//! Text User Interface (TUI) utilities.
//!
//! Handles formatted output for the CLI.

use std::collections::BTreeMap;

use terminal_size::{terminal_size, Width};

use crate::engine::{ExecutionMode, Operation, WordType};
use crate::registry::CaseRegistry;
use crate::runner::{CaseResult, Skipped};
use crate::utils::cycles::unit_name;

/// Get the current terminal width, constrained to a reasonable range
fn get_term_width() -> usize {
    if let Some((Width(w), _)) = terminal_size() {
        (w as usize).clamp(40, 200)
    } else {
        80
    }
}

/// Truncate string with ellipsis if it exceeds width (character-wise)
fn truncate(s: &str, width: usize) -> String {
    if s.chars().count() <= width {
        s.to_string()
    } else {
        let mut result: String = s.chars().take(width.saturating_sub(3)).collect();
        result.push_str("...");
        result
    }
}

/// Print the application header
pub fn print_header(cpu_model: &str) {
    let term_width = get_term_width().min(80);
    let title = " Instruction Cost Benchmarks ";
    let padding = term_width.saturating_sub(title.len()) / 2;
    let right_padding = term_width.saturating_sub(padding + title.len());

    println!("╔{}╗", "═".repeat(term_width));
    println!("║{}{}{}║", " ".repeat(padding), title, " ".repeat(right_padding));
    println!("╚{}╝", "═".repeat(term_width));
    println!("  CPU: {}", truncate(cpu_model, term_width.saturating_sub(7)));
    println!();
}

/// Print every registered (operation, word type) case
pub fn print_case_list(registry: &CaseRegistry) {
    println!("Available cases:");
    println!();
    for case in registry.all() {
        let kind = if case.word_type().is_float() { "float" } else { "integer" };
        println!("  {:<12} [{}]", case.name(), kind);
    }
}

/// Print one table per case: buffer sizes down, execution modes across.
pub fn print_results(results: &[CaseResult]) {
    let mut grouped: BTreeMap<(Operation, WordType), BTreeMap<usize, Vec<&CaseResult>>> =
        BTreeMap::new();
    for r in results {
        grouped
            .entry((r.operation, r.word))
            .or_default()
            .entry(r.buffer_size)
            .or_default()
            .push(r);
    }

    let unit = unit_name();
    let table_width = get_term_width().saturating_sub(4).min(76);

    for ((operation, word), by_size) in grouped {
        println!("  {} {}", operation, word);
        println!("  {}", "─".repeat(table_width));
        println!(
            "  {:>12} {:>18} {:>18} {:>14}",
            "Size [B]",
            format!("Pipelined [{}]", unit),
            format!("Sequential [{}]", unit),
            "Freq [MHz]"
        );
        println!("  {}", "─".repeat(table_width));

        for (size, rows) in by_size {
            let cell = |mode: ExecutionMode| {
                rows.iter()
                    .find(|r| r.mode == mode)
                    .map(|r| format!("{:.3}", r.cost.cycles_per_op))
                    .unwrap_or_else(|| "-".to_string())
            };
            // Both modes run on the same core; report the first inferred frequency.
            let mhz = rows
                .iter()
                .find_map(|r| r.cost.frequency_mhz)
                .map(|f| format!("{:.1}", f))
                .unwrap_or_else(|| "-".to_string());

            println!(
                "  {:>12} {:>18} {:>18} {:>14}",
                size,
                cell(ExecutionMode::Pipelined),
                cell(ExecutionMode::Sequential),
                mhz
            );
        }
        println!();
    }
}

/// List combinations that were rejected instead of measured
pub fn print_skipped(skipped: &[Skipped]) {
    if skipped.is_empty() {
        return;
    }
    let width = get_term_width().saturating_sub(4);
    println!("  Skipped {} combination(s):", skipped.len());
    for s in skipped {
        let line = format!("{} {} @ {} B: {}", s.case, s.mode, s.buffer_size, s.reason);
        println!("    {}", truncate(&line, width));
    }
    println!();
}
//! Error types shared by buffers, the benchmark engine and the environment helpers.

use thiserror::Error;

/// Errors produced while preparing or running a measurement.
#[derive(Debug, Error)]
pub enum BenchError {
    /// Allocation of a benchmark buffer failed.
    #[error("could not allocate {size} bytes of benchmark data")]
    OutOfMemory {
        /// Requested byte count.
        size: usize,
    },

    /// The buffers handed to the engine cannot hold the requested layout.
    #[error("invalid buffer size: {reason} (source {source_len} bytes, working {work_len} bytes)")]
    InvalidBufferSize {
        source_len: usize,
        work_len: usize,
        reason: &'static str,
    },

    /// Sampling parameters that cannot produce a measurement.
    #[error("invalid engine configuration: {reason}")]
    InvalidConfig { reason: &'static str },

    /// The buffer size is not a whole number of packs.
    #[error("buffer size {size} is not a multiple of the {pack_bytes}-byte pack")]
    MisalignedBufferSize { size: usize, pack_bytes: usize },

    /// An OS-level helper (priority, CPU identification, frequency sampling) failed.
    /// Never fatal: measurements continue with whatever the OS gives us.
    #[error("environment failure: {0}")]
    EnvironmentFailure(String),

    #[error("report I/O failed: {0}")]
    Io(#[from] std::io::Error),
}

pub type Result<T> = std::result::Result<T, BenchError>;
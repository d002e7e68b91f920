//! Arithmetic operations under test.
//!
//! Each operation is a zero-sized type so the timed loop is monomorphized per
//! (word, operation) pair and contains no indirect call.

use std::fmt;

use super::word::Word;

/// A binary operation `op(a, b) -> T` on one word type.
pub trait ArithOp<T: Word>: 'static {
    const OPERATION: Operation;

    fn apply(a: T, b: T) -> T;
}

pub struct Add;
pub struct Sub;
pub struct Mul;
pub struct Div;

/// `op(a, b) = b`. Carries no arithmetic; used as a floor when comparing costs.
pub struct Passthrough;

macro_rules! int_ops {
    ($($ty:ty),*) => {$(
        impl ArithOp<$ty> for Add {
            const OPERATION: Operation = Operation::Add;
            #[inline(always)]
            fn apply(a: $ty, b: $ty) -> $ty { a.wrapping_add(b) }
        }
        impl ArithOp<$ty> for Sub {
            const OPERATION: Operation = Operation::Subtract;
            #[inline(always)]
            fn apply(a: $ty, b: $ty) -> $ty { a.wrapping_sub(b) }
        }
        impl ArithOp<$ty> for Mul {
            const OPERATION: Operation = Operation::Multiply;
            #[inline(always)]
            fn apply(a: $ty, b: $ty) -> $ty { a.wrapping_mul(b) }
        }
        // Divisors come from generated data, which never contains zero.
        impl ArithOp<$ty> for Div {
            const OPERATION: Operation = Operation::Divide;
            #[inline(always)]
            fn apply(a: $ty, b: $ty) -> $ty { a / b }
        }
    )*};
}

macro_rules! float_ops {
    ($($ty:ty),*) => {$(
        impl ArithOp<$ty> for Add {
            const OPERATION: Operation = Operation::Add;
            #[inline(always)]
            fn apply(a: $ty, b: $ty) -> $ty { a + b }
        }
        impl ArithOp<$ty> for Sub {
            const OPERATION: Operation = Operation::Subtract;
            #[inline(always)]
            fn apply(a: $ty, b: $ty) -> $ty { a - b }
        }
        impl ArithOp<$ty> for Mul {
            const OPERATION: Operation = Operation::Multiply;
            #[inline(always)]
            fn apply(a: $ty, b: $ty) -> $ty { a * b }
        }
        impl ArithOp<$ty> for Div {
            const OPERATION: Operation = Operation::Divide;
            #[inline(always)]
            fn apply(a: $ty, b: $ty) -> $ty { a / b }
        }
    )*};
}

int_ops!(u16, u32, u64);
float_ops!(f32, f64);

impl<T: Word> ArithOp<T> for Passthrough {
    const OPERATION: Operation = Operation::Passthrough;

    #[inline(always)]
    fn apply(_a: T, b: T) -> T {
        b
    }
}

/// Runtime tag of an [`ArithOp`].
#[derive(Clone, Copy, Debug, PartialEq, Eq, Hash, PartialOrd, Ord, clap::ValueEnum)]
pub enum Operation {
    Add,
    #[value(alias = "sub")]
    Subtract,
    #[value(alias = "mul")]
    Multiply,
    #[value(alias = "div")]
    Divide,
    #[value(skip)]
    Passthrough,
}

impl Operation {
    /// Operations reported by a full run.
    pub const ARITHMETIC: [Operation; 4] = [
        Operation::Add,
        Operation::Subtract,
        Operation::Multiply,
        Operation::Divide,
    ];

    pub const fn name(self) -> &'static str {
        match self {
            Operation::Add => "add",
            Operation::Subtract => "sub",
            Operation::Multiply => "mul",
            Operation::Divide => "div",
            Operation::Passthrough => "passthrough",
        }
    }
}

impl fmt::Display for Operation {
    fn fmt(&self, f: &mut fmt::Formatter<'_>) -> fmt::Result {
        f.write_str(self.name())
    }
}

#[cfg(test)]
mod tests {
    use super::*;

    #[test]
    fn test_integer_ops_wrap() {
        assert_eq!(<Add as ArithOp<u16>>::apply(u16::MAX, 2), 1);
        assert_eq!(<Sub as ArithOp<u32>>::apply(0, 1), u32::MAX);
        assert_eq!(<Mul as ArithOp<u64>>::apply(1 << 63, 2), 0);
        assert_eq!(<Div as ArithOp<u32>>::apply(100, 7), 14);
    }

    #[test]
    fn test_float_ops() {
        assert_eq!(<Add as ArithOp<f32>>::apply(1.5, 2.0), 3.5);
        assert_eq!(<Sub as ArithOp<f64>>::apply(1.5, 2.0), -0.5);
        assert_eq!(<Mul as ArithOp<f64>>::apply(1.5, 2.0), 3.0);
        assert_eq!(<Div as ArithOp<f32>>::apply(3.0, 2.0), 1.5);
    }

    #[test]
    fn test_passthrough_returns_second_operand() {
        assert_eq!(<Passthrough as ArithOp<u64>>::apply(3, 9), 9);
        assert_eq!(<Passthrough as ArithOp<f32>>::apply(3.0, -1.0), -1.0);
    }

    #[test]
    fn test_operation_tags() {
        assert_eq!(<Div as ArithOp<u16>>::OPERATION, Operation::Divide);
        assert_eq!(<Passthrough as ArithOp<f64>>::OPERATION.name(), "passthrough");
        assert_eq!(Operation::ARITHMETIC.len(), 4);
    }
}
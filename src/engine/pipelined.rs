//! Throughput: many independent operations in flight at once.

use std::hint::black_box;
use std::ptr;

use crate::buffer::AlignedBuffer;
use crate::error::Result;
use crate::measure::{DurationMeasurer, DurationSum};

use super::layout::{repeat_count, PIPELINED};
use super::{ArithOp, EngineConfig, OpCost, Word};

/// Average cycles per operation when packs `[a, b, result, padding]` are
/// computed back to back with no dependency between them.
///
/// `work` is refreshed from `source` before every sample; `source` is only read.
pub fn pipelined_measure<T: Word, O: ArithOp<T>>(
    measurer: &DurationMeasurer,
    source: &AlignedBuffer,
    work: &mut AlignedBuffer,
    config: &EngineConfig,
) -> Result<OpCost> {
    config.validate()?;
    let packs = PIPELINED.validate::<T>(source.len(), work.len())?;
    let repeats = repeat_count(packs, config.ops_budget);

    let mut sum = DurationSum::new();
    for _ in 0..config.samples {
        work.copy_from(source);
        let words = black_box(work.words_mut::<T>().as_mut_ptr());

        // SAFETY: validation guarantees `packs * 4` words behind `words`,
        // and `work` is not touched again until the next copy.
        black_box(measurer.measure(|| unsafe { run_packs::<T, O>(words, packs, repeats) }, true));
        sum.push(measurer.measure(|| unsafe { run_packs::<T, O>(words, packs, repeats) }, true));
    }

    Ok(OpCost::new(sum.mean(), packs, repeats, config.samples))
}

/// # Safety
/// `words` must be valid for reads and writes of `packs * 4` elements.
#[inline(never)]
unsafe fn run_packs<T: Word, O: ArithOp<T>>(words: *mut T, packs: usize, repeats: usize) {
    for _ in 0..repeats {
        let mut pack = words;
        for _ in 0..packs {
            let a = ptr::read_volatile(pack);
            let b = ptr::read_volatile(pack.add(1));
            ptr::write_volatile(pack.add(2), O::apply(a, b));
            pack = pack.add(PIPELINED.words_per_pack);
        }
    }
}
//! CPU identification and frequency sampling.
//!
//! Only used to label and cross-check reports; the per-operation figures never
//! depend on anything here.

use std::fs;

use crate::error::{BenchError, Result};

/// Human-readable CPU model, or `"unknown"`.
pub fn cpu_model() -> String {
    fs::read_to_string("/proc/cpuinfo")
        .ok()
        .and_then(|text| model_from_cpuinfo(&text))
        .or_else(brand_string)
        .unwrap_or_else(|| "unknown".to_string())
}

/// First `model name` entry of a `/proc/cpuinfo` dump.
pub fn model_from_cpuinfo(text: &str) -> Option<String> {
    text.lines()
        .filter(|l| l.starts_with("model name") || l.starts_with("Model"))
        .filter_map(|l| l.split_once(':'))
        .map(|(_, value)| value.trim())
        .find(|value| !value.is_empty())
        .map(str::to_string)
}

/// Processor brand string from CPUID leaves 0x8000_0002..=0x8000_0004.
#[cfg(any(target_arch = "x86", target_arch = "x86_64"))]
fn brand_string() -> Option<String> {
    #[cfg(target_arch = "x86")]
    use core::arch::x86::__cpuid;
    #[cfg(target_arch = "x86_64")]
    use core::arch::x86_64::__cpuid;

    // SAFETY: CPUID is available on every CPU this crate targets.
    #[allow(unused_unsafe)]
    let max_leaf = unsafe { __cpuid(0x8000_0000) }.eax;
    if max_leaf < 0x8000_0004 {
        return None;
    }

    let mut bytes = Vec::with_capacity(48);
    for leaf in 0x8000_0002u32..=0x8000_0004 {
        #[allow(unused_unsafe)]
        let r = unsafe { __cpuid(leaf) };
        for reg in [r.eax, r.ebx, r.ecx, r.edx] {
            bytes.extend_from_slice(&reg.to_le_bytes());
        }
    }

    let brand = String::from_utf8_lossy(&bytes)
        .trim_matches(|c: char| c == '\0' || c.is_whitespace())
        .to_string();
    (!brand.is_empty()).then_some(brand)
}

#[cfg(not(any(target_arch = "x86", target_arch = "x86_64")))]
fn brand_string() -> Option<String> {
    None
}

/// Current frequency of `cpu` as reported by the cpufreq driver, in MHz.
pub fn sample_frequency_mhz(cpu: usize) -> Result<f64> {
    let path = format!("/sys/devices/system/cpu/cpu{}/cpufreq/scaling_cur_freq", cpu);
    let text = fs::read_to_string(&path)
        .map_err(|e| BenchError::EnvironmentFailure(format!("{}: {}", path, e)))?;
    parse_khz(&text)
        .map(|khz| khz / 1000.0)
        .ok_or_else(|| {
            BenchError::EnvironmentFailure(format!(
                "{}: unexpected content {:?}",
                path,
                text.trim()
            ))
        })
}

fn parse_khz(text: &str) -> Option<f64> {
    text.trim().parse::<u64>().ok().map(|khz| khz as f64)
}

---

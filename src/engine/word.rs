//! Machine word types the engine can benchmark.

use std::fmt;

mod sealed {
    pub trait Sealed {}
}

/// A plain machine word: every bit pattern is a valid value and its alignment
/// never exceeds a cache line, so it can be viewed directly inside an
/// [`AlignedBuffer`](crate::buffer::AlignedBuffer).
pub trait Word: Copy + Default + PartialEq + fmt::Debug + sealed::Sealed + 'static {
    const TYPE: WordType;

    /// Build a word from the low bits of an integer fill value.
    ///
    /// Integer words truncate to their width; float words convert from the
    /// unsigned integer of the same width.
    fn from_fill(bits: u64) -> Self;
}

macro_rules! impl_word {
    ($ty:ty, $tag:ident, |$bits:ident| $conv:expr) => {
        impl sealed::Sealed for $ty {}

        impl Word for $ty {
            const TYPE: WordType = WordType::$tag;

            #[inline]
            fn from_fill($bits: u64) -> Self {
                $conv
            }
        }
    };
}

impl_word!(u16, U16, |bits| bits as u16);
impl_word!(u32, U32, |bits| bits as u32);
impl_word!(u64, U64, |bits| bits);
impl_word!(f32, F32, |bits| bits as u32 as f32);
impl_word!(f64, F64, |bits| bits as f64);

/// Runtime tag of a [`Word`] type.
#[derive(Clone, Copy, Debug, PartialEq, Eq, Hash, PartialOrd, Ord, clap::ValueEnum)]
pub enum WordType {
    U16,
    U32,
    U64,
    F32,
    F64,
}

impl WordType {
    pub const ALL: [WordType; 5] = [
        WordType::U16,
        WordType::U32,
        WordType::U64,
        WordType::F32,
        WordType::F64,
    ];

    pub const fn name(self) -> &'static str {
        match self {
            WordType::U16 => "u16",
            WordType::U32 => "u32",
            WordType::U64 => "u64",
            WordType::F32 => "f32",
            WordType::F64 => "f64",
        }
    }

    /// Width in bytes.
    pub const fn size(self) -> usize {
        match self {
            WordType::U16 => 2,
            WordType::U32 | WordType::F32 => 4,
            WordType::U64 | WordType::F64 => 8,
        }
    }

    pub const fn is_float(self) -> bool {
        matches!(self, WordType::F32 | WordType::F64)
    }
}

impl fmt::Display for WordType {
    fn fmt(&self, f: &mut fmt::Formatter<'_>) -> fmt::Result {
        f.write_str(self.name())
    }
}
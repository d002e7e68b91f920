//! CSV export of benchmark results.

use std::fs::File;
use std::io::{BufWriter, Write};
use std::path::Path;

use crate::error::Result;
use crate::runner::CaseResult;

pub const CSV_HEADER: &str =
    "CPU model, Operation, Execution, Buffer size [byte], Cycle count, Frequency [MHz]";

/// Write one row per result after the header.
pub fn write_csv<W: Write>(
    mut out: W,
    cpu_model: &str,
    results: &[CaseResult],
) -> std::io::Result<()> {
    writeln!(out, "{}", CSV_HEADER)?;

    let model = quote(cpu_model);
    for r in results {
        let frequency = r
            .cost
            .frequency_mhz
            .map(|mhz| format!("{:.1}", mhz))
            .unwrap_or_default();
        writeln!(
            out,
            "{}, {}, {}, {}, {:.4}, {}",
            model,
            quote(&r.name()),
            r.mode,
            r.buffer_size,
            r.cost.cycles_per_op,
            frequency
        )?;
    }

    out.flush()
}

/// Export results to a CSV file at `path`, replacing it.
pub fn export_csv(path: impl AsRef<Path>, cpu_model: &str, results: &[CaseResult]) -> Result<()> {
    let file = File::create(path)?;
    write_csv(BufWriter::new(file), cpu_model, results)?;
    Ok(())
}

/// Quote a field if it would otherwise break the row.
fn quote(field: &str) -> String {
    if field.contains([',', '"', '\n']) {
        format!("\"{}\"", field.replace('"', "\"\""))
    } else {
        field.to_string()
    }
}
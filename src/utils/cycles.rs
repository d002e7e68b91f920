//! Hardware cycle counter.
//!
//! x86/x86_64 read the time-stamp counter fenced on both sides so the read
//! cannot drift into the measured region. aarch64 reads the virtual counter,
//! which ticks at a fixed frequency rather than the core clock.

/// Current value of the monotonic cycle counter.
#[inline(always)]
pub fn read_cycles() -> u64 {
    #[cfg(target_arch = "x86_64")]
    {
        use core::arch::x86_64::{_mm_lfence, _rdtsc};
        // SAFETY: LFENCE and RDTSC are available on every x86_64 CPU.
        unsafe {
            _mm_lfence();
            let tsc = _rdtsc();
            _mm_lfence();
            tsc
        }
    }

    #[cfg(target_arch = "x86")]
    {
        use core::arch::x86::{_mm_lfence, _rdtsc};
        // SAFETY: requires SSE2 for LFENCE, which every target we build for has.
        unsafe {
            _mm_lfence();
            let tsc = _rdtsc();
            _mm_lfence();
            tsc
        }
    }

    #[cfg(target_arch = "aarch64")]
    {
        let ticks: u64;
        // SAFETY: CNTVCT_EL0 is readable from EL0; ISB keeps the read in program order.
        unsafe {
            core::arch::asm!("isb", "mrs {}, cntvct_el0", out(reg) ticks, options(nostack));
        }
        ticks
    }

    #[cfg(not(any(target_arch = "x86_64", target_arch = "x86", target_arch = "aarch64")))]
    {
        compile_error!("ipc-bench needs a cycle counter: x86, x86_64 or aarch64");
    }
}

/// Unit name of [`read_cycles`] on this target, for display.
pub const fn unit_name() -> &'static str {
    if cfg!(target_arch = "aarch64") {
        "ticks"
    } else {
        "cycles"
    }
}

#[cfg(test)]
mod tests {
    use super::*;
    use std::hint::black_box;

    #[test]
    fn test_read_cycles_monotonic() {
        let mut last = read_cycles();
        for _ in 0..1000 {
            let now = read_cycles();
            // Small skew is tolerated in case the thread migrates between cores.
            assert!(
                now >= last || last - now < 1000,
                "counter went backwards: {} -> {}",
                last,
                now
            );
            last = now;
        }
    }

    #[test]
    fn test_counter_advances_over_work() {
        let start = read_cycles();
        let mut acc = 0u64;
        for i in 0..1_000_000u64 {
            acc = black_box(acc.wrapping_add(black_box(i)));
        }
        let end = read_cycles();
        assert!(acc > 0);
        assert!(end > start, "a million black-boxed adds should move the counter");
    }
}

---

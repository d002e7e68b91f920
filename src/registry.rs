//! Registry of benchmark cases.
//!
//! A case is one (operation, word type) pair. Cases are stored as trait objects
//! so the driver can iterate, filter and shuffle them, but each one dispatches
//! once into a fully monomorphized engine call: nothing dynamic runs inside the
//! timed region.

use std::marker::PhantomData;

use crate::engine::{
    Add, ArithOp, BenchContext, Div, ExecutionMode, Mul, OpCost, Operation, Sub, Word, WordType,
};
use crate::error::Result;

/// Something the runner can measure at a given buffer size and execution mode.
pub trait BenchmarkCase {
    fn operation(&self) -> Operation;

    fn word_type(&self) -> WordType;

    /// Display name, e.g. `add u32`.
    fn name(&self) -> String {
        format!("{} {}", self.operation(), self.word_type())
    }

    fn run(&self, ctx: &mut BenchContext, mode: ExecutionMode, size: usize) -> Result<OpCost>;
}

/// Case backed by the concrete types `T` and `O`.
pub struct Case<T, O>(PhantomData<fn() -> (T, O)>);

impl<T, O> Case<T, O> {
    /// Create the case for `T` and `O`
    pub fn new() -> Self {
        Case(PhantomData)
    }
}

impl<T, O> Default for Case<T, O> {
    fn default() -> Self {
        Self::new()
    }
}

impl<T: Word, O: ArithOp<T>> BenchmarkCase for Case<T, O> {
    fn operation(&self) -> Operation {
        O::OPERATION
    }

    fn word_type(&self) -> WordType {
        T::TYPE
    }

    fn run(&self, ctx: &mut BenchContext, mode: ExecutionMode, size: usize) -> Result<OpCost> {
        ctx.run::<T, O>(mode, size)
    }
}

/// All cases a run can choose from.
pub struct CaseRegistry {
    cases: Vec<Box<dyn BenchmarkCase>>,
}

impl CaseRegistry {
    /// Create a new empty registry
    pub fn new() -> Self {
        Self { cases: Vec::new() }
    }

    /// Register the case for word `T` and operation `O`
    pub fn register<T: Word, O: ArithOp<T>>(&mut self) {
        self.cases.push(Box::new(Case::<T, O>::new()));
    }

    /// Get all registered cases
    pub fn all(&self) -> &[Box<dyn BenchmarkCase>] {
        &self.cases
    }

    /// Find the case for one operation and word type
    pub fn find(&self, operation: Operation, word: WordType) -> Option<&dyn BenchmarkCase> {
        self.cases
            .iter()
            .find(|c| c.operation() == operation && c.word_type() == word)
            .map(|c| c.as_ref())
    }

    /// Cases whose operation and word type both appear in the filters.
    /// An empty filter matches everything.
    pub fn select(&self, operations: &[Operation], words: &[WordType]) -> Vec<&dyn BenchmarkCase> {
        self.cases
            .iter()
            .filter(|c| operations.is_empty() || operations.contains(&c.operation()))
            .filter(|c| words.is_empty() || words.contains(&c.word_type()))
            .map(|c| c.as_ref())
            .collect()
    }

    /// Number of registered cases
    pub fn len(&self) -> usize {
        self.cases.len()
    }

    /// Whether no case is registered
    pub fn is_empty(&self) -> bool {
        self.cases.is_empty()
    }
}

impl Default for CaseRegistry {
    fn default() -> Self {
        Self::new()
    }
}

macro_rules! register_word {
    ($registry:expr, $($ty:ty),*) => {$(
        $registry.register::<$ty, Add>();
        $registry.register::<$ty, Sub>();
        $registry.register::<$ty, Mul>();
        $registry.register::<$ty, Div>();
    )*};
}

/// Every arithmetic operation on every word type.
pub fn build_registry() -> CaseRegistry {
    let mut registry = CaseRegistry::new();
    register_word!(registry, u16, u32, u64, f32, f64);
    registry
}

---

Directions: In the entries above, some lines hold the string "alias". Copy each of them.

Problem solution:
    #[value(alias = "sub")]
    #[value(alias = "mul")]
    #[value(alias = "div")]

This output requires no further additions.